**Aim of the task:** Search the listing below for the string "Summary", then copy every line it appears in.
◆ ◆ ◆ ◆ ◆
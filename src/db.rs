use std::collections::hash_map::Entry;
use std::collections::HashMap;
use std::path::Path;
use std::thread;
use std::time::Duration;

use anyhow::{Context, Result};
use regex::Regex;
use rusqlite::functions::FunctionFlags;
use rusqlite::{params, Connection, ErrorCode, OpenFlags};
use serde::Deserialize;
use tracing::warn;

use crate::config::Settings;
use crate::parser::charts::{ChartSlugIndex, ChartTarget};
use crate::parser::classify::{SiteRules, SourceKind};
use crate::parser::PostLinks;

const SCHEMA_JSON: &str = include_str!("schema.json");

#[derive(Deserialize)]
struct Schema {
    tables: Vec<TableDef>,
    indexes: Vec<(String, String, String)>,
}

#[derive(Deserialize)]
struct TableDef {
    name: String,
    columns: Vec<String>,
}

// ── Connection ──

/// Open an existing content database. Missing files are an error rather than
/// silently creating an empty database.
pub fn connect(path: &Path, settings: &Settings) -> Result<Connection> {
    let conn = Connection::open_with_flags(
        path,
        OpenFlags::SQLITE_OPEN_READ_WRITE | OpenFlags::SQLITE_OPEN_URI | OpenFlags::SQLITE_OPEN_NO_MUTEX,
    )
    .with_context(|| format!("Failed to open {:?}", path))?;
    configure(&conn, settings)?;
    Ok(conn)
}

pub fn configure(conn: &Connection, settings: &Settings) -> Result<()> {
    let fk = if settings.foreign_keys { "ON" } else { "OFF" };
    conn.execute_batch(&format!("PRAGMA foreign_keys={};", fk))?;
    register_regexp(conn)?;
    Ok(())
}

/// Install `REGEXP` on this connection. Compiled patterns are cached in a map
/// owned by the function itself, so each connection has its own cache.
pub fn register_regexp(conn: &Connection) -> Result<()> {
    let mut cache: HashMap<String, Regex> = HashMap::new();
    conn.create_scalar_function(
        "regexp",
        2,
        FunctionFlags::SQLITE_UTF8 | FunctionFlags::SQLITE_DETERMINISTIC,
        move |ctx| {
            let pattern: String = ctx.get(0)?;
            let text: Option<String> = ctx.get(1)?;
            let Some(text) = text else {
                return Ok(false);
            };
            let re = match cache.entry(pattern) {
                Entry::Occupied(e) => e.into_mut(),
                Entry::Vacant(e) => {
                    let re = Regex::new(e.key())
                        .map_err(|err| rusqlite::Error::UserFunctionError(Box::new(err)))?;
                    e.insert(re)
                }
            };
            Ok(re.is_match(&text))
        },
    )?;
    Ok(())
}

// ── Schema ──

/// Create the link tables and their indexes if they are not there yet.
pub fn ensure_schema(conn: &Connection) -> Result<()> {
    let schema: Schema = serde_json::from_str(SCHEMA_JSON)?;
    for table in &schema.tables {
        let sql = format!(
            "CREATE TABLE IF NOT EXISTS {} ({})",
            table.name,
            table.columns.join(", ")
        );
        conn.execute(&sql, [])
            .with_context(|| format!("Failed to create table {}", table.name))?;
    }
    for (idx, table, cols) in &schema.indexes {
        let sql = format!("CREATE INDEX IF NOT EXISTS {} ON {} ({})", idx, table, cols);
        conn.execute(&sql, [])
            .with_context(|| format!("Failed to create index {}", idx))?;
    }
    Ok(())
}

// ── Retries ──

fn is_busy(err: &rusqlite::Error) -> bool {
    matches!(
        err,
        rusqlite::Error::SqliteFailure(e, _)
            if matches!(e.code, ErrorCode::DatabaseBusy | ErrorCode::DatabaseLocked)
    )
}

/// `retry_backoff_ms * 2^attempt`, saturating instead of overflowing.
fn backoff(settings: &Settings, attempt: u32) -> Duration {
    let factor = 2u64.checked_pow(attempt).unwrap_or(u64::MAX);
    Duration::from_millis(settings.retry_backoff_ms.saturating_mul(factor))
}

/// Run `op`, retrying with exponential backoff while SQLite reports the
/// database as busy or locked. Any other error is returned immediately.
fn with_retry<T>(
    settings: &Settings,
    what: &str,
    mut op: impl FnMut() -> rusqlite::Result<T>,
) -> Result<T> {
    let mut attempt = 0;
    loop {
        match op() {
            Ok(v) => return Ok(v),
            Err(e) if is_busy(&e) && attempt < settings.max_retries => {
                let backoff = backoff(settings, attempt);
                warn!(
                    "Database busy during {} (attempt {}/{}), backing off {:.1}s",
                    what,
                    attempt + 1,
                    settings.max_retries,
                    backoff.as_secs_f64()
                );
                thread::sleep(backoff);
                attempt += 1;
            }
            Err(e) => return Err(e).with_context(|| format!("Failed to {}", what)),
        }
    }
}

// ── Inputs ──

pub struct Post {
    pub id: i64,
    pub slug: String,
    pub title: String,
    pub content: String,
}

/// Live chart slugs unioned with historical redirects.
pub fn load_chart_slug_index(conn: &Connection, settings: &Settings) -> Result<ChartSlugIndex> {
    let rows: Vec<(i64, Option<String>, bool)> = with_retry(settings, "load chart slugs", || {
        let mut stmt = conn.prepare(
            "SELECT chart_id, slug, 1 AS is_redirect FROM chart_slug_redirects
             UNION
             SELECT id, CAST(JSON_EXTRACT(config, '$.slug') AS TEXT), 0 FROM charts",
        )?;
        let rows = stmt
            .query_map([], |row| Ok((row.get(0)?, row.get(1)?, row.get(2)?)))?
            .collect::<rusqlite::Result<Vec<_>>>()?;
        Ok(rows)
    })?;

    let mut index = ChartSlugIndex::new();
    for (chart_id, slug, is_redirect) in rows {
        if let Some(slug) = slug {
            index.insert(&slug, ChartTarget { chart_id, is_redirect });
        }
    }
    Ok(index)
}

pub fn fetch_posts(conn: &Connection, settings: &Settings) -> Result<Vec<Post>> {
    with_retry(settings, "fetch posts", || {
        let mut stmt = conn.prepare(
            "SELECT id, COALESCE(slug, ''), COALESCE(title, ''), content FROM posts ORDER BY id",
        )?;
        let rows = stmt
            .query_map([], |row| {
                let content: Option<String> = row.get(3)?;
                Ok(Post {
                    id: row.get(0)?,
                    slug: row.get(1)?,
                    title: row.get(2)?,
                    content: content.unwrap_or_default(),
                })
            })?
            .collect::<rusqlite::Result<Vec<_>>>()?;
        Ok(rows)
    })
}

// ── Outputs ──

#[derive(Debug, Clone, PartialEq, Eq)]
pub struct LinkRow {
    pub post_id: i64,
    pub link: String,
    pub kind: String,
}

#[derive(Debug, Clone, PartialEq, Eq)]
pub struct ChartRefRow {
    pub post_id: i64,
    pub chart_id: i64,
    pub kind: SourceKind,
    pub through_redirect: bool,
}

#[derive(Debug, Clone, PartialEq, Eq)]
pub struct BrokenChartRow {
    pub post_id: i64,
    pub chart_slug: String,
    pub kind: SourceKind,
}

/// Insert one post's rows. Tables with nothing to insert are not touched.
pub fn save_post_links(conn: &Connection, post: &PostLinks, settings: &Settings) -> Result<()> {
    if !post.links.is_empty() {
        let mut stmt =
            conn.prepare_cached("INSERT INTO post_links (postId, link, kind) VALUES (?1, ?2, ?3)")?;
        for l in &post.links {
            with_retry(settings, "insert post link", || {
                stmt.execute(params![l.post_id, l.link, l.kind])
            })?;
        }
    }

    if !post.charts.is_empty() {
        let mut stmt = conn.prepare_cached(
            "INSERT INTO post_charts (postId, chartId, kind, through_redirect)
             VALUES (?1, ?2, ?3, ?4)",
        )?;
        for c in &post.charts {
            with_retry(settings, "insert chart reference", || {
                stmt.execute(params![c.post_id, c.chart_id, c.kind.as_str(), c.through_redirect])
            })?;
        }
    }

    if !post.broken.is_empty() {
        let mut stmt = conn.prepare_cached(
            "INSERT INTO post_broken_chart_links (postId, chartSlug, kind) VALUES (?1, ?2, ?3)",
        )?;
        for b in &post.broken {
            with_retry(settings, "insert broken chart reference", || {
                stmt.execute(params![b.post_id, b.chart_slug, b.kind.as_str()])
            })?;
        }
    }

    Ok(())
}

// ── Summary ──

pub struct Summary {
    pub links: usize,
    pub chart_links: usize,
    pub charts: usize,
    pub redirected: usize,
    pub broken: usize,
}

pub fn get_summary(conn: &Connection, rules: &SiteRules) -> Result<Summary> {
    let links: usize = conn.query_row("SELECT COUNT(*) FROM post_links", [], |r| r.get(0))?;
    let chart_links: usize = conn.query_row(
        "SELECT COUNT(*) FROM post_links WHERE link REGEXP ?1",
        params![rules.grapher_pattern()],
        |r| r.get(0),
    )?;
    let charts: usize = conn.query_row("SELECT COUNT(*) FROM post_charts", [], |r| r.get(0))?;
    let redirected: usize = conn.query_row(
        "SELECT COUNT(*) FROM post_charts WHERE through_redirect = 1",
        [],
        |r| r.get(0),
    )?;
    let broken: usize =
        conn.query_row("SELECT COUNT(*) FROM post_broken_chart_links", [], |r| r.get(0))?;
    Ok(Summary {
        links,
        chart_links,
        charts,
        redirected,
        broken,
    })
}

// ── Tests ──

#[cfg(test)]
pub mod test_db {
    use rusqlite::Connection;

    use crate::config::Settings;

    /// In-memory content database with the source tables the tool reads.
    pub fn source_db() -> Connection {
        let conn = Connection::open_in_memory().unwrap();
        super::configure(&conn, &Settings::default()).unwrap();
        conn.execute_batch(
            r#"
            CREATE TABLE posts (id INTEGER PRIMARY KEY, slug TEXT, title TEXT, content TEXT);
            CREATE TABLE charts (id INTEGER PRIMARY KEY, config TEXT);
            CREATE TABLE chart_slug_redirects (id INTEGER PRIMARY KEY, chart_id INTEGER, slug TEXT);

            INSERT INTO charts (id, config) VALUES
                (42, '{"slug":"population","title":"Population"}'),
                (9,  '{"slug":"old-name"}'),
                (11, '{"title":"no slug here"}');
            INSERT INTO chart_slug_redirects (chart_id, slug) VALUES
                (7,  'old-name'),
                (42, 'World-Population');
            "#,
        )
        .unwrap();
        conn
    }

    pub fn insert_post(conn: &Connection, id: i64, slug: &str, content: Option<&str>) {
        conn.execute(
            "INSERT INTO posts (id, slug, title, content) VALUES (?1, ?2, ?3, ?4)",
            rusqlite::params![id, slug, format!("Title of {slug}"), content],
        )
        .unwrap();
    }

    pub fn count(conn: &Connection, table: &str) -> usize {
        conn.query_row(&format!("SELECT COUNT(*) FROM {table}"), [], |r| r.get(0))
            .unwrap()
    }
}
◆ ◆ ◆ ◆ ◆
**Final answer:**
// ── Summary ──
pub struct Summary {
pub fn get_summary(conn: &Connection, rules: &SiteRules) -> Result<Summary> {
    Ok(Summary {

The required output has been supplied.